A fase interna da licitação é responsável pela elaboração do edital e definição do que será
licitado, o objeto, as cláusulas do futuro contrato, condições de participação, critérios de julgamento
além do requisitos apresentados no artigo 40 da Lei de Licitação.
Além disso, de acordo com esse artigo, a Administração não pode descumprir as normas e
condições do edital, ao qual se acha estritamente vinculada. Daí, a importância de fixação dos
critérios na fase interna da licitação anterior a publicação do edital.

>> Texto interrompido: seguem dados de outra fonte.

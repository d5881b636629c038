//! Check-in API endpoints
//!
//! - POST /checkin - Record today's check-in (bearer access token)
//! - GET /checkInHistory/{userId} - Paginated attendance history
//!
//! The history endpoint takes the user id from the path and is not
//! gated behind token verification; see DESIGN.md for why this observed
//! contract is kept.

use axum::{
    Json, Router,
    extract::{Path, Query, State},
    http::HeaderMap,
    routing::{get, post},
};
use chrono::Local;
use serde::{Deserialize, Serialize};
use std::sync::Arc;

use crate::core::auth::{AuthService, extract_bearer_token};
use crate::core::db::models::CheckIn;
use crate::core::db::repositories::CheckInRepository;
use crate::core::db::repositories::checkin::total_pages;
use crate::core::error::ApiError;

/// Default history page when the query omits it
const DEFAULT_PAGE: u32 = 1;

/// Default history page size when the query omits it
const DEFAULT_PAGE_SIZE: u32 = 10;

/// Check-in API state
#[derive(Clone)]
pub struct CheckInApiState {
    pub auth_service: AuthService,
    pub check_in_repo: CheckInRepository,
}

/// Response for a successful check-in
#[derive(Debug, Serialize, Deserialize)]
#[serde(rename_all = "camelCase")]
pub struct CheckInResponse {
    pub message: String,
    pub check_in: CheckIn,
}

/// Pagination query parameters for the history endpoint. Kept as raw
/// strings so a malformed value falls back to the default instead of
/// being rejected by the extractor with a non-JSON body.
#[derive(Debug, Deserialize)]
pub struct HistoryQuery {
    pub page: Option<String>,
    pub limit: Option<String>,
}

/// Parse a pagination parameter, falling back to the default when the
/// value is absent or not a number
fn page_param(raw: Option<&str>, default: u32) -> u32 {
    raw.and_then(|v| v.parse().ok()).unwrap_or(default)
}

/// Response for the history endpoint
#[derive(Debug, Serialize, Deserialize)]
#[serde(rename_all = "camelCase")]
pub struct HistoryResponse {
    pub history: Vec<CheckIn>,
    pub total_pages: i64,
    pub current_page: u32,
}

/// Create the check-in API router
pub fn checkin_api_router(state: CheckInApiState) -> Router {
    let state = Arc::new(state);

    Router::new()
        .route("/checkin", post(check_in_handler))
        .route("/checkInHistory/{user_id}", get(history_handler))
        .with_state(state)
}

/// POST /checkin
async fn check_in_handler(
    State(state): State<Arc<CheckInApiState>>,
    headers: HeaderMap,
) -> Result<Json<CheckInResponse>, ApiError> {
    let token = extract_bearer_token(&headers)?;
    let user_id = state.auth_service.authenticate(&token)?;

    let check_in = state
        .check_in_repo
        .record_check_in(user_id, Local::now())
        .await?;

    tracing::info!("Check-in recorded for user: {}", user_id);

    Ok(Json(CheckInResponse {
        message: "Check-in successful!".to_string(),
        check_in,
    }))
}

/// GET /checkInHistory/{userId}?page=&limit=
async fn history_handler(
    State(state): State<Arc<CheckInApiState>>,
    Path(user_id): Path<String>,
    Query(query): Query<HistoryQuery>,
) -> Result<Json<HistoryResponse>, ApiError> {
    // Rejected before any store access
    let user_id: i64 = user_id.parse().map_err(|_| ApiError::InvalidUserId)?;

    let page = page_param(query.page.as_deref(), DEFAULT_PAGE);
    let limit = page_param(query.limit.as_deref(), DEFAULT_PAGE_SIZE);

    let (history, total_count) = state
        .check_in_repo
        .list_check_ins(user_id, page, limit)
        .await?;

    Ok(Json(HistoryResponse {
        history,
        total_pages: total_pages(total_count, limit),
        current_page: page,
    }))
}

#[cfg(test)]
mod tests {
    use super::*;
    use crate::core::auth::jwt::{JwtConfig, JwtService};
    use crate::core::db::repositories::UserRepository;
    use crate::core::error::ErrorBody;
    use axum::body::Body;
    use axum::http::{Request, StatusCode};
    use sqlx::postgres::PgPoolOptions;
    use tower::ServiceExt;

    const TEST_SECRET: &str = "test_secret_key_for_testing_only_32bytes!";

    fn test_router() -> Router {
        let pool = PgPoolOptions::new()
            .connect_lazy("postgres://localhost/studyportal_test")
            .expect("lazy pool");
        let auth_service = AuthService::new(
            UserRepository::new(pool.clone()),
            JwtService::new(JwtConfig::new(TEST_SECRET)),
        );
        checkin_api_router(CheckInApiState {
            auth_service,
            check_in_repo: CheckInRepository::new(pool),
        })
    }

    fn check_in_request(auth_header: Option<&str>) -> Request<Body> {
        let mut builder = Request::builder().method("POST").uri("/checkin");
        if let Some(value) = auth_header {
            builder = builder.header("authorization", value);
        }
        builder.body(Body::empty()).unwrap()
    }

    async fn error_message(response: axum::response::Response) -> String {
        let bytes = axum::body::to_bytes(response.into_body(), usize::MAX)
            .await
            .unwrap();
        let body: ErrorBody = serde_json::from_slice(&bytes).unwrap();
        body.error
    }

    #[tokio::test]
    async fn test_check_in_without_token_is_401() {
        let response = test_router()
            .oneshot(check_in_request(None))
            .await
            .unwrap();

        assert_eq!(response.status(), StatusCode::UNAUTHORIZED);
        assert_eq!(error_message(response).await, "Access token missing");
    }

    #[tokio::test]
    async fn test_check_in_with_expired_token_is_401() {
        let jwt = JwtService::new(JwtConfig::new(TEST_SECRET).access_token_expiration(-1));
        let (token, _) = jwt.generate_access_token(42).unwrap();

        let response = test_router()
            .oneshot(check_in_request(Some(&format!("Bearer {}", token))))
            .await
            .unwrap();

        assert_eq!(response.status(), StatusCode::UNAUTHORIZED);
        assert_eq!(error_message(response).await, "Access token expired");
    }

    #[tokio::test]
    async fn test_check_in_with_forged_token_is_403() {
        let jwt = JwtService::new(JwtConfig::new("a_completely_different_secret_here!"));
        let (token, _) = jwt.generate_access_token(42).unwrap();

        let response = test_router()
            .oneshot(check_in_request(Some(&format!("Bearer {}", token))))
            .await
            .unwrap();

        assert_eq!(response.status(), StatusCode::FORBIDDEN);
        assert_eq!(error_message(response).await, "Invalid token");
    }

    #[tokio::test]
    async fn test_check_in_with_refresh_token_is_403() {
        let jwt = JwtService::new(JwtConfig::new(TEST_SECRET));
        let (token, _) = jwt.generate_refresh_token(42).unwrap();

        let response = test_router()
            .oneshot(check_in_request(Some(&format!("Bearer {}", token))))
            .await
            .unwrap();

        assert_eq!(response.status(), StatusCode::FORBIDDEN);
    }

    #[tokio::test]
    async fn test_history_non_numeric_user_id_is_400() {
        let response = test_router()
            .oneshot(
                Request::builder()
                    .uri("/checkInHistory/abc")
                    .body(Body::empty())
                    .unwrap(),
            )
            .await
            .unwrap();

        assert_eq!(response.status(), StatusCode::BAD_REQUEST);
        assert_eq!(error_message(response).await, "Invalid userId");
    }

    #[tokio::test]
    async fn test_history_garbage_pagination_still_gets_json_error_body() {
        // Malformed page/limit values must not short-circuit in the
        // query extractor; the handler still answers with the JSON
        // error shape
        let response = test_router()
            .oneshot(
                Request::builder()
                    .uri("/checkInHistory/abc?page=abc&limit=xyz")
                    .body(Body::empty())
                    .unwrap(),
            )
            .await
            .unwrap();

        assert_eq!(response.status(), StatusCode::BAD_REQUEST);
        assert_eq!(error_message(response).await, "Invalid userId");
    }

    #[test]
    fn test_history_response_serialization() {
        let response = HistoryResponse {
            history: vec![],
            total_pages: 3,
            current_page: 2,
        };

        let json = serde_json::to_string(&response).unwrap();
        assert!(json.contains("\"totalPages\":3"));
        assert!(json.contains("\"currentPage\":2"));
        assert!(json.contains("\"history\":[]"));
    }

    #[test]
    fn test_check_in_response_serialization() {
        let response = CheckInResponse {
            message: "Check-in successful!".to_string(),
            check_in: CheckIn {
                id: 1,
                user_id: 42,
                check_in_date: chrono::Utc::now(),
            },
        };

        let json = serde_json::to_string(&response).unwrap();
        assert!(json.contains("\"checkIn\""));
        assert!(json.contains("\"userId\":42"));
    }

    #[test]
    fn test_page_param_parses_numbers() {
        assert_eq!(page_param(Some("3"), DEFAULT_PAGE), 3);
        assert_eq!(page_param(Some("25"), DEFAULT_PAGE_SIZE), 25);
    }

    #[test]
    fn test_page_param_falls_back_on_missing_or_garbage() {
        assert_eq!(page_param(None, DEFAULT_PAGE), 1);
        assert_eq!(page_param(Some("abc"), DEFAULT_PAGE), 1);
        assert_eq!(page_param(Some("-1"), DEFAULT_PAGE_SIZE), 10);
        assert_eq!(page_param(Some(""), DEFAULT_PAGE_SIZE), 10);
    }
}
//! Authentication service
//!
//! Business logic for registration, login, logout, and token refresh.
//! Coordinates the user repository and the JWT service; the stored
//! refresh token on the user row is the single source of truth for
//! which refresh token is currently valid.

use crate::core::auth::jwt::{JwtError, JwtService};
use crate::core::db::repositories::UserRepository;
use crate::core::error::ApiError;

/// Tokens and display name handed back after register/login
#[derive(Debug, Clone)]
pub struct AuthSession {
    pub access_token: String,
    pub refresh_token: String,
    pub name: String,
}

/// Authentication service
#[derive(Clone)]
pub struct AuthService {
    user_repo: UserRepository,
    jwt_service: JwtService,
}

impl AuthService {
    /// Create a new authentication service
    pub fn new(user_repo: UserRepository, jwt_service: JwtService) -> Self {
        Self {
            user_repo,
            jwt_service,
        }
    }

    /// Register a new user.
    ///
    /// Creates the record (duplicate email fails, including the
    /// concurrent case), mints the token pair for the new numeric id,
    /// and persists the refresh token on the user row.
    pub async fn register(
        &self,
        name: &str,
        email: &str,
        password: &str,
    ) -> Result<AuthSession, ApiError> {
        let user = self.user_repo.create(name, email, password).await?;

        let (access_token, _) = self
            .jwt_service
            .generate_access_token(user.id)
            .map_err(|e| ApiError::Internal(e.to_string()))?;
        let (refresh_token, _) = self
            .jwt_service
            .generate_refresh_token(user.id)
            .map_err(|e| ApiError::Internal(e.to_string()))?;

        self.user_repo
            .set_refresh_token(user.id, Some(&refresh_token))
            .await?;

        Ok(AuthSession {
            access_token,
            refresh_token,
            name: user.name,
        })
    }

    /// Login an existing user.
    ///
    /// Unknown email and wrong password are indistinguishable to the
    /// caller. A successful login rotates the stored refresh token,
    /// silently invalidating any session on another device.
    pub async fn login(&self, email: &str, password: &str) -> Result<AuthSession, ApiError> {
        let user = self
            .user_repo
            .authenticate(email, password)
            .await?
            .ok_or(ApiError::InvalidCredentials)?;

        let (access_token, _) = self
            .jwt_service
            .generate_access_token(user.id)
            .map_err(|e| ApiError::Internal(e.to_string()))?;
        let (refresh_token, _) = self
            .jwt_service
            .generate_refresh_token(user.id)
            .map_err(|e| ApiError::Internal(e.to_string()))?;

        self.user_repo
            .set_refresh_token(user.id, Some(&refresh_token))
            .await?;

        Ok(AuthSession {
            access_token,
            refresh_token,
            name: user.name,
        })
    }

    /// Logout: clear the stored refresh token for whichever user holds
    /// this exact value. Succeeds even when no user holds it.
    pub async fn logout(&self, refresh_token: &str) -> Result<(), ApiError> {
        self.user_repo
            .clear_refresh_token_by_value(refresh_token)
            .await?;
        Ok(())
    }

    /// Exchange a refresh token for a new access token.
    ///
    /// The token must verify (signature, expiry, refresh type) and must
    /// textually equal the value stored on the user — that equality
    /// check is what makes logged-out or rotated-out tokens invalid
    /// despite still carrying a valid signature. The refresh token is
    /// not rotated on this path.
    pub async fn refresh(&self, refresh_token: &str) -> Result<String, ApiError> {
        let claims = self
            .jwt_service
            .validate_refresh_token(refresh_token)
            .map_err(|_| ApiError::RefreshTokenInvalid)?;
        let user_id = claims.user_id().map_err(|_| ApiError::RefreshTokenInvalid)?;

        let user = self
            .user_repo
            .find_by_id(user_id)
            .await?
            .ok_or(ApiError::RefreshTokenMismatch)?;

        if user.refresh_token.as_deref() != Some(refresh_token) {
            return Err(ApiError::RefreshTokenMismatch);
        }

        let (access_token, _) = self
            .jwt_service
            .generate_access_token(user.id)
            .map_err(|e| ApiError::Internal(e.to_string()))?;

        Ok(access_token)
    }

    /// Validate a bearer access token and return the user id.
    ///
    /// Expired and invalid are distinct outcomes: an expired token gets
    /// 401 so the client can refresh, a forged one gets 403.
    pub fn authenticate(&self, access_token: &str) -> Result<i64, ApiError> {
        let claims = self
            .jwt_service
            .validate_access_token(access_token)
            .map_err(|e| match e {
                JwtError::Expired => ApiError::AccessTokenExpired,
                _ => ApiError::InvalidAccessToken,
            })?;

        claims.user_id().map_err(|_| ApiError::InvalidAccessToken)
    }
}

Os critérios estabelecidos serão objetivos, necessários e úteis e constituirão um vínculo com
o interesse público. O edital deve conter exigências de qualificação técnica e econômica
indispensáveis à garantia do cumprimento das obrigações conforme artigo 37, inciso XXI, da
Constituição Federal.
Sendo assim, os critérios a serem adotados pela Administração Pública para
julgamento e declaração da proposta mais vantajosa devem ser àqueles que
realmente atendam ao interesse público (assim concebido como aquele
resultante da aferição e da mediação dos diversos interesses coletivos
legítimos existentes em cada caso) efetivamente existente no caso da
contratação em análise. A definição ex ante e automática de apenas um
critério a formar a proposta mais vantajosa (preço, por exemplo), ignorando
outros interesses legítimos e que serão afetados pela contratação a ser
realizada, não se coaduna com a hodierna Administração Pública.
(SCHIRATO, 2006, p. 104)
Um dos desafios atuais do governo e de toda a sociedade é a busca pela sustentabilidade.
Desta maneira, a opção de adotar um edital mais sustentável é o primeiro passo.
No caso de aquisição de produtos pela Administração Pública entende-se que “produto
sustentável é aquele que apresenta o melhor desempenho ambiental ao longo de seu ciclo de vida,
com função, qualidade e nível de satisfação igual ou melhor, se comparado com um produto-
padrão.” (ICLEI-LACS; GVces, 2008, p. 59)
É necessário que as exigências de qualificação técnica e econômica indispensáveis sejam
entendidas de maneira a garantir a proteção do meio ambiente na composição do edital.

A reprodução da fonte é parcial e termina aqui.